Dark Mode
A UI color scheme where backgrounds are dark and content is light, designed to reduce eye strain in low-light contexts.
Dark mode inverts the traditional 'dark text on light background' convention. Done well, it uses near-black (not pure black) backgrounds, slightly desaturated content colors, and adjusted shadow strategies (since drop shadows barely register on dark surfaces — borders and glows take over).
Best practice is to design dark mode as a sibling system, not a filter — colors, contrast ratios, and shadow strategies all need re-tuning, not just inversion.
- Anywhere users will spend long sessions (IDEs, dashboards, reading apps)
- Mobile apps used in low-light contexts
- Brands where dark is part of identity
- Print-style editorial that wants to feel like paper
- Bright consumer apps where energy matters
- +Use near-black (#0A0A0B–#16181D), never pure #000
- +Reduce saturation of accent colors by 10–20% in dark mode
- +Replace drop shadows with subtle borders or inner glows
- −Don't just invert — adjust each token deliberately
- −Don't use pure white text on pure black — too high contrast
Textbook examples in the directory
Emerald on near-black. Monospace developer aesthetic with thin borders.
Dark glass. Deep midnight canvas with a faint indigo-violet aurora behind; cards float as smoked glass panes with 32px backdrop-blur and a faint inset top highlight. Depth and theater without going gaudy.

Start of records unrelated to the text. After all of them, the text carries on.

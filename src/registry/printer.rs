//! Content printers for registered packets.

use std::fmt;

use serde::Deserialize;

use crate::disasm::Disassembler;

/// Body bytes shown by the hex dump before it truncates.
pub const HEX_DUMP_LIMIT: usize = 24;

/// Signature of a caller-supplied printer; receives the whole packet.
pub type PrintFn = fn(&[u8]) -> String;

/// How the CONTENT column of a packet is rendered.
#[derive(Clone, Copy, Default)]
pub enum Printer {
    /// Heuristic field disassembly.
    #[default]
    Heuristic,
    /// Body bytes as hex, truncated after [`HEX_DUMP_LIMIT`].
    HexDump,
    /// Fixed `(header only)` marker.
    HeaderOnly,
    /// Caller-supplied formatter.
    Custom(PrintFn),
}

impl Printer {
    /// Render content for `buf`, starting with a space and ending in a newline.
    pub fn render(&self, buf: &[u8], disassembler: &Disassembler) -> String {
        match self {
            Printer::Heuristic => disassembler.disassemble(buf).render(),
            Printer::HexDump => format!(" {}\n", hex_dump(buf)),
            Printer::HeaderOnly => " (header only)\n".to_string(),
            Printer::Custom(print) => format!(" {}\n", print(buf).trim_end_matches('\n')),
        }
    }
}

impl fmt::Debug for Printer {
    fn fmt(&self, f: &mut fmt::Formatter<'_>) -> fmt::Result {
        match self {
            Printer::Heuristic => f.write_str("Heuristic"),
            Printer::HexDump => f.write_str("HexDump"),
            Printer::HeaderOnly => f.write_str("HeaderOnly"),
            Printer::Custom(_) => f.write_str("Custom(..)"),
        }
    }
}

/// Printer names accepted in registry files.
#[derive(Debug, Clone, Copy, PartialEq, Eq, Default, Deserialize)]
#[serde(rename_all = "snake_case")]
pub enum PrinterName {
    /// [`Printer::Heuristic`].
    #[default]
    Heuristic,
    /// [`Printer::HexDump`].
    #[serde(alias = "hex")]
    HexDump,
    /// [`Printer::HeaderOnly`].
    HeaderOnly,
}

impl From<PrinterName> for Printer {
    fn from(name: PrinterName) -> Self {
        match name {
            PrinterName::Heuristic => Printer::Heuristic,
            PrinterName::HexDump => Printer::HexDump,
            PrinterName::HeaderOnly => Printer::HeaderOnly,
        }
    }
}

/// Hex dump of the bytes after the header id.
///
/// Each byte is `XX ` (trailing space kept); `...` marks truncation.
pub fn hex_dump(buf: &[u8]) -> String {
    if buf.len() <= 1 {
        return "(empty)".to_string();
    }
    let body = &buf[1..];
    let shown = body.len().min(HEX_DUMP_LIMIT);
    let mut out = String::with_capacity(shown * 3 + 3);
    for b in &body[..shown] {
        out.push_str(&format!("{:02X} ", b));
    }
    if body.len() > HEX_DUMP_LIMIT {
        out.push_str("...");
    }
    out
}
//! Append-only text sinks.
//!
//! - [`FileSink`] - the log file, opened create + append with no
//!   user-space buffering, so each record reaches the OS before the call
//!   returns
//! - [`MemorySink`] - shared in-memory buffer for tests and embedding
//!
//! The file is opened without exclusive locks. Other processes may
//! append to it at the same time; each record is handed to the OS in a
//! single write.

use std::fs::{File, OpenOptions};
use std::io::{self, Write};
use std::path::{Path, PathBuf};
use std::sync::atomic::{AtomicBool, Ordering};
use std::sync::Arc;

use bytes::{Bytes, BytesMut};
use parking_lot::Mutex;

use crate::error::Result;

/// Destination for log text.
pub trait LogSink: Send {
    /// Append `text` in full.
    fn append(&mut self, text: &str) -> io::Result<()>;
}

/// Where a session writes when it is initialized.
#[derive(Debug, Clone)]
pub enum SinkTarget {
    /// Append to a file, creating it if absent.
    File(PathBuf),
    /// Append to a shared in-memory buffer.
    Memory(MemorySink),
}

impl SinkTarget {
    /// Open the target, returning the sink and the path shown in the log.
    pub fn open(&self) -> Result<(Box<dyn LogSink>, String)> {
        match self {
            SinkTarget::File(path) => {
                let sink = FileSink::open(path)?;
                let shown = sink.path().display().to_string();
                Ok((Box::new(sink), shown))
            }
            SinkTarget::Memory(sink) => {
                sink.check_writable()?;
                Ok((Box::new(sink.clone()), "<memory>".to_string()))
            }
        }
    }
}

/// Log file opened in append mode.
#[derive(Debug)]
pub struct FileSink {
    file: File,
    path: PathBuf,
}

impl FileSink {
    /// Open `path` for appending, creating it if needed.
    pub fn open(path: impl AsRef<Path>) -> Result<Self> {
        let path = path.as_ref();
        let file = OpenOptions::new().create(true).append(true).open(path)?;
        Ok(Self {
            file,
            path: resolve(path),
        })
    }

    /// Absolute path of the open file, when it could be resolved.
    pub fn path(&self) -> &Path {
        &self.path
    }
}

impl LogSink for FileSink {
    fn append(&mut self, text: &str) -> io::Result<()> {
        self.file.write_all(text.as_bytes())
    }
}

fn resolve(path: &Path) -> PathBuf {
    if path.is_absolute() {
        return path.to_path_buf();
    }
    std::env::current_dir()
        .map(|dir| dir.join(path))
        .unwrap_or_else(|_| path.to_path_buf())
}

/// Cloneable handle to a shared in-memory log.
///
/// All clones see the same bytes. Writes can be made to fail on demand,
/// which is how tests exercise the sink-failure paths.
#[derive(Debug, Clone, Default)]
pub struct MemorySink {
    buffer: Arc<Mutex<BytesMut>>,
    failing: Arc<AtomicBool>,
}

impl MemorySink {
    /// Create an empty sink.
    pub fn new() -> Self {
        Self::default()
    }

    /// Everything written so far, as text.
    pub fn contents(&self) -> String {
        String::from_utf8_lossy(&self.buffer.lock()).into_owned()
    }

    /// Everything written so far, as bytes.
    pub fn snapshot(&self) -> Bytes {
        Bytes::copy_from_slice(&self.buffer.lock())
    }

    /// Bytes written so far.
    pub fn len(&self) -> usize {
        self.buffer.lock().len()
    }

    /// Whether nothing has been written.
    pub fn is_empty(&self) -> bool {
        self.buffer.lock().is_empty()
    }

    /// Discard the buffered text.
    pub fn clear(&self) {
        self.buffer.lock().clear();
    }

    /// Make subsequent opens and writes fail (or succeed again).
    pub fn set_failing(&self, failing: bool) {
        self.failing.store(failing, Ordering::SeqCst);
    }

    fn check_writable(&self) -> io::Result<()> {
        if self.failing.load(Ordering::SeqCst) {
            return Err(io::Error::new(io::ErrorKind::Other, "memory sink is failing"));
        }
        Ok(())
    }
}

impl LogSink for MemorySink {
    fn append(&mut self, text: &str) -> io::Result<()> {
        self.check_writable()?;
        self.buffer.lock().extend_from_slice(text.as_bytes());
        Ok(())
    }
}
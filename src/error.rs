//! Error types for packet-debug.
//!
//! Session operations never return these to the host; they are folded
//! into a [`LogStatus`](crate::session::LogStatus). Configuration and
//! registry loading propagate them normally.

use thiserror::Error;

/// Main error type for packet-debug.
#[derive(Debug, Error)]
pub enum PacketDebugError {
    /// I/O error while opening or writing the log sink.
    #[error("I/O error: {0}")]
    Io(#[from] std::io::Error),

    /// JSON error while loading configuration or a registry.
    #[error("JSON error: {0}")]
    Json(#[from] serde_json::Error),

    /// Configuration value out of range.
    #[error("Config error: {0}")]
    Config(String),
}

/// Result type alias using PacketDebugError.
pub type Result<T> = std::result::Result<T, PacketDebugError>;
//! Disassembler module - schema-less field recovery.
//!
//! Given a packet and nothing else, guess where field boundaries fall and
//! what primitive each field holds:
//! - [`reader`] - bounds-checked little-endian decoders
//! - [`classify`] - the ordered candidate cascade
//! - [`Disassembler`] - header skip, length detection, scan loop
//!
//! The guesses are not verified against anything. Two runs over the same
//! bytes always produce the same text.

pub mod classify;
mod disassembler;
mod field;
pub mod reader;

pub use classify::{classify_at, is_printable};
pub use disassembler::{body_start, has_declared_length, Disassembler, Disassembly};
pub use field::{FieldKind, FieldRecord, FieldValue, FIELD_INDENT};
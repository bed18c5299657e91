//! Bounds-checked little-endian readers.
//!
//! Each reader returns `None` when fewer bytes than the decoded width
//! remain at `offset`, so callers never index past the buffer.
//!
//! ```
//! use packet_debug::disasm::reader::{read_u16_at, read_f32_at};
//!
//! let buf = [0x10, 0x34, 0x12, 0x00, 0x00, 0x80, 0x3F];
//! assert_eq!(read_u16_at(&buf, 1), Some(0x1234));
//! assert_eq!(read_f32_at(&buf, 3), Some(1.0));
//! assert_eq!(read_u16_at(&buf, 6), None);
//! ```

/// Take exactly `N` bytes starting at `offset`.
#[inline]
fn take<const N: usize>(buf: &[u8], offset: usize) -> Option<[u8; N]> {
    let end = offset.checked_add(N)?;
    let slice = buf.get(offset..end)?;
    let mut out = [0u8; N];
    out.copy_from_slice(slice);
    Some(out)
}

/// Number of bytes left from `offset` to the end (0 if past the end).
#[inline]
pub fn remaining(buf: &[u8], offset: usize) -> usize {
    buf.len().saturating_sub(offset)
}

/// Read a byte.
#[inline]
pub fn read_u8_at(buf: &[u8], offset: usize) -> Option<u8> {
    buf.get(offset).copied()
}

/// Read a little-endian u16.
#[inline]
pub fn read_u16_at(buf: &[u8], offset: usize) -> Option<u16> {
    take::<2>(buf, offset).map(u16::from_le_bytes)
}

/// Read a little-endian i16.
#[inline]
pub fn read_i16_at(buf: &[u8], offset: usize) -> Option<i16> {
    take::<2>(buf, offset).map(i16::from_le_bytes)
}

/// Read a little-endian u32.
#[inline]
pub fn read_u32_at(buf: &[u8], offset: usize) -> Option<u32> {
    take::<4>(buf, offset).map(u32::from_le_bytes)
}

/// Read a little-endian i32.
#[inline]
pub fn read_i32_at(buf: &[u8], offset: usize) -> Option<i32> {
    take::<4>(buf, offset).map(i32::from_le_bytes)
}

/// Read a little-endian IEEE-754 single.
#[inline]
pub fn read_f32_at(buf: &[u8], offset: usize) -> Option<f32> {
    take::<4>(buf, offset).map(f32::from_le_bytes)
}
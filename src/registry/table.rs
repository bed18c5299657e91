//! Header-id table mapping each direction's packet ids to names and printers.
//!
//! # Example
//!
//! ```
//! use packet_debug::registry::{PacketRegistry, Printer};
//! use packet_debug::Direction;
//!
//! let mut registry = PacketRegistry::new();
//! registry.register(Direction::Send, 0x06, "CG_MOVE", Printer::Heuristic);
//! registry.register(Direction::Recv, 0x06, "GC_CHAT", Printer::HexDump);
//!
//! assert_eq!(registry.name(Direction::Send, 0x06), Some("CG_MOVE"));
//! assert_eq!(registry.name(Direction::Recv, 0x06), Some("GC_CHAT"));
//! assert_eq!(registry.len(), 2);
//! ```

use std::collections::HashMap;
use std::path::Path;

use serde::Deserialize;

use super::printer::{Printer, PrinterName};
use crate::disasm::Disassembler;
use crate::error::Result;
use crate::session::Direction;

/// A registered packet.
#[derive(Debug, Clone)]
pub struct PacketEntry {
    /// Short display name, e.g. `CG_MOVE`.
    pub name: String,
    /// Content printer.
    pub printer: Printer,
}

impl PacketEntry {
    /// Render the CONTENT column: the name, then the printer's output.
    pub fn render(&self, buf: &[u8], disassembler: &Disassembler) -> String {
        format!(" {}{}", self.name, self.printer.render(buf, disassembler))
    }
}

/// One entry of a JSON registry file.
#[derive(Debug, Deserialize)]
struct EntryRow {
    direction: Direction,
    id: u8,
    name: String,
    #[serde(default)]
    printer: PrinterName,
}

/// Registry keyed by direction and header id.
///
/// Outbound and inbound ids are separate namespaces.
#[derive(Debug, Clone, Default)]
pub struct PacketRegistry {
    entries: HashMap<(Direction, u8), PacketEntry>,
}

impl PacketRegistry {
    /// Create an empty registry.
    pub fn new() -> Self {
        Self::default()
    }

    /// Register a packet, replacing any previous entry for the same key.
    ///
    /// Returns the replaced entry.
    pub fn register(
        &mut self,
        direction: Direction,
        header_id: u8,
        name: &str,
        printer: Printer,
    ) -> Option<PacketEntry> {
        let previous = self.entries.insert(
            (direction, header_id),
            PacketEntry {
                name: name.to_string(),
                printer,
            },
        );
        if let Some(old) = &previous {
            tracing::debug!(
                "Replaced {} header {} ({} -> {})",
                direction.tag(),
                header_id,
                old.name,
                name
            );
        }
        previous
    }

    /// Look up an entry.
    pub fn lookup(&self, direction: Direction, header_id: u8) -> Option<&PacketEntry> {
        self.entries.get(&(direction, header_id))
    }

    /// Look up only the name.
    pub fn name(&self, direction: Direction, header_id: u8) -> Option<&str> {
        self.lookup(direction, header_id).map(|e| e.name.as_str())
    }

    /// Number of entries.
    pub fn len(&self) -> usize {
        self.entries.len()
    }

    /// Whether nothing is registered.
    pub fn is_empty(&self) -> bool {
        self.entries.is_empty()
    }

    /// Load entries from a JSON array:
    /// `[{"direction": "send", "id": 6, "name": "CG_MOVE", "printer": "hex_dump"}]`.
    ///
    /// `printer` is optional and defaults to `heuristic`.
    pub fn from_json(json: &str) -> Result<Self> {
        let rows: Vec<EntryRow> = serde_json::from_str(json)?;
        let mut registry = Self::new();
        for row in rows {
            registry.register(row.direction, row.id, &row.name, row.printer.into());
        }
        Ok(registry)
    }

    /// Read a JSON registry file.
    pub fn from_file(path: impl AsRef<Path>) -> Result<Self> {
        let text = std::fs::read_to_string(path)?;
        Self::from_json(&text)
    }
}

#[cfg(test)]
mod tests {
    use super::*;

    #[test]
    fn test_register_and_lookup() {
        let mut registry = PacketRegistry::new();
        assert!(registry.is_empty());

        registry.register(Direction::Send, 1, "CG_LOGIN", Printer::Heuristic);

        assert_eq!(registry.name(Direction::Send, 1), Some("CG_LOGIN"));
        assert!(registry.lookup(Direction::Recv, 1).is_none());
        assert!(registry.lookup(Direction::Send, 2).is_none());
    }

    #[test]
    fn test_register_replaces() {
        let mut registry = PacketRegistry::new();
        assert!(registry
            .register(Direction::Recv, 9, "GC_OLD", Printer::HexDump)
            .is_none());
        let old = registry
            .register(Direction::Recv, 9, "GC_NEW", Printer::HeaderOnly)
            .unwrap();
        assert_eq!(old.name, "GC_OLD");
        assert_eq!(registry.name(Direction::Recv, 9), Some("GC_NEW"));
        assert_eq!(registry.len(), 1);
    }

    #[test]
    fn test_entry_render() {
        let entry = PacketEntry {
            name: "GC_PING".to_string(),
            printer: Printer::HeaderOnly,
        };
        assert_eq!(
            entry.render(&[0x2C], &Disassembler::default()),
            " GC_PING (header only)\n"
        );
    }

    #[test]
    fn test_from_json() {
        let registry = PacketRegistry::from_json(
            r#"[
                {"direction": "send", "id": 6, "name": "CG_MOVE"},
                {"direction": "recv", "id": 6, "name": "GC_MOVE", "printer": "hex_dump"},
                {"direction": "recv", "id": 44, "name": "GC_PING", "printer": "header_only"}
            ]"#,
        )
        .unwrap();
        assert_eq!(registry.len(), 3);
        assert!(matches!(
            registry.lookup(Direction::Send, 6).unwrap().printer,
            Printer::Heuristic
        ));
        assert!(matches!(
            registry.lookup(Direction::Recv, 6).unwrap().printer,
            Printer::HexDump
        ));
    }

    #[test]
    fn test_from_json_rejects_bad_id() {
        assert!(PacketRegistry::from_json(r#"[{"direction": "send", "id": 300, "name": "X"}]"#).is_err());
    }
}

Pure black void canvas, geometric medium-weight display with extreme negative tracking, frosted glass pills, and a single electric blue accent.
People also ask
Why not pure black for dark mode?
Pure black creates harsh contrast with light text and amplifies any color halos around UI elements. Near-black (#0A0A0B–#16181D) reads as 'dark' without the eye strain.